After having addressed the tension between helioseismic and spectroscopic constraints on the solar composition, today’s authors take a look at another problem that has caused some headache in stellar physics. When you want to estimate the age of open clusters, you can do this based on the position of the individual stars in the Hertzsprung-Russell (HR) diagram using isochrones. It is a well-known problem that there will be some spread around even the best-fitting isochrone. More importantly, this spread cannot be accounted for. At the turnoff point, the spread between data and observations is known as the extended main-sequence turn-off (eMSTO). 

Isochrones are constructed based on stellar structure and evolution models. In other words, the eMSTO tells us that stellar structure and evolution models cannot probably account for the position of stars in the HR diagram. This is where PP discs come into the picture. Today’s authors demonstrate that the eMSTO is, once again, a consequence of assuming that stars evolve in isolation. The accretion of material from the PP disc changes the stellar mass, composition, and internal structure. Consequently, accretion affects stellar evolution tracks. Today’s authors show that the impact of accretion from PP discs can easily explain shifts of the isochrone of a few hundred Kelvin at the turnoff point. These shifts are compatible with the observed eMSTO. The left panel of Figure 1 illustrates this finding and includes different accretion scenarios. Not only does the composition of the accreted material affect the isochrones, but so does the time frame, during which accretion takes place. As illustrated in the right panel of Figure 1, the properties of the star, including the stellar composition, naturally likewise play a role.

Fig 1: Left panel: HR diagram with Gaia data from nearby open clusters. The solid red line shows a well-fitting isochrone. The blue shaded area depicts changes that would arise when including different disc accretion scenarios that span 1 Myr. The dotted lines indicate the shifts that arise from accretion histories spanning 3 Myr. This panel corresponds to Figure 4 in today's paper. Right panel: Composition of the convective envelope as a function of time for different accretion histories. The composition of the envelope depends on the initial composition (Zini) of the star since the initial composition affects how quickly the convective envelope recedes. This panel corresponds to Figure 5 in today's paper.

Fig 1: Left panel: HR diagram with Gaia data from nearby open clusters.
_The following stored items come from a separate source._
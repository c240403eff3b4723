//! Redpanda configuration.

use serde::{Deserialize, Serialize};

/// Alert topic producer configuration.
#[derive(Debug, Clone, Serialize, Deserialize)]
pub struct RedpandaConfig {
    /// Publish to Redpanda; when false alerts are only logged
    #[serde(default)]
    pub enabled: bool,
    /// Broker addresses
    #[serde(default = "default_brokers")]
    pub brokers: Vec<String>,
    /// Topic receiving alert records
    #[serde(default = "default_topic")]
    pub topic: String,
    /// Compression type (none, gzip, snappy, lz4, zstd)
    #[serde(default = "default_compression")]
    pub compression: String,
}

fn default_brokers() -> Vec<String> {
    vec!["localhost:9092".to_string()]
}

fn default_topic() -> String {
    "vegetation_alerts".to_string()
}

fn default_compression() -> String {
    "lz4".to_string()
}

impl Default for RedpandaConfig {
    fn default() -> Self {
        Self {
            enabled: false,
            brokers: default_brokers(),
            topic: default_topic(),
            compression: default_compression(),
        }
    }
}

impl RedpandaConfig {
    /// Returns the broker list as a comma-separated string.
    pub fn broker_string(&self) -> String {
        self.brokers.join(",")
    }
}
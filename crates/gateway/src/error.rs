//! Provider failure taxonomy.

use std::time::Duration;

use thiserror::Error;

/// Typed provider failure.
#[derive(Debug, Clone, PartialEq, Error)]
pub enum GatewayError {
    /// No cloud-free image for the date. Not retried; the date is skipped.
    #[error("no data available for the requested date")]
    NoData,

    /// Provider quota hit. Retried with backoff.
    #[error("rate limited by provider")]
    RateLimited { retry_after: Option<Duration> },

    /// Network failure, timeout or 5xx. Retried with backoff up to a cap.
    #[error("transient provider error: {0}")]
    Transient(String),

    /// Auth or configuration problem. Ingestion for the parcel halts.
    #[error("fatal provider error: {0}")]
    Fatal(String),
}

impl GatewayError {
    pub fn transient(msg: impl Into<String>) -> Self {
        Self::Transient(msg.into())
    }

    pub fn fatal(msg: impl Into<String>) -> Self {
        Self::Fatal(msg.into())
    }

    pub fn is_retryable(&self) -> bool {
        matches!(self, Self::RateLimited { .. } | Self::Transient(_))
    }

    /// Minimum wait the provider asked for, if any.
    pub fn retry_after(&self) -> Option<Duration> {
        match self {
            Self::RateLimited { retry_after } => *retry_after,
            _ => None,
        }
    }

    /// Classifies a non-success HTTP status from the provider.
    pub fn from_status(status: u16, retry_after: Option<Duration>, body: &str) -> Self {
        match status {
            204 | 404 => Self::NoData,
            429 => Self::RateLimited { retry_after },
            408 | 500..=599 => Self::Transient(format!("provider returned {}: {}", status, body)),
            401 | 403 => Self::Fatal(format!("provider rejected credentials ({})", status)),
            _ => Self::Fatal(format!("provider returned {}: {}", status, body)),
        }
    }
}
The solid red line shows a well-fitting isochrone. The blue shaded area depicts changes that would arise when including different disc accretion scenarios that span 1 Myr. The dotted lines indicate the shifts that arise from accretion histories spanning 3 Myr. This panel corresponds to Figure 4 in today’s paper. Right panel: Composition of the convective envelope as a function of time for different accretion histories. The composition of the envelope depends on the initial composition (Zini) of the star since the initial composition affects how quickly the convective envelope recedes. This panel corresponds to Figure 5 in today’s paper.

Today’s authors are thus able to kill two birds with one stone. They propose a method that improves solar models as well as our understanding of the age determination of clusters. The message is the following: To understand stellar evolution properly, we must understand the environment in which stars are born.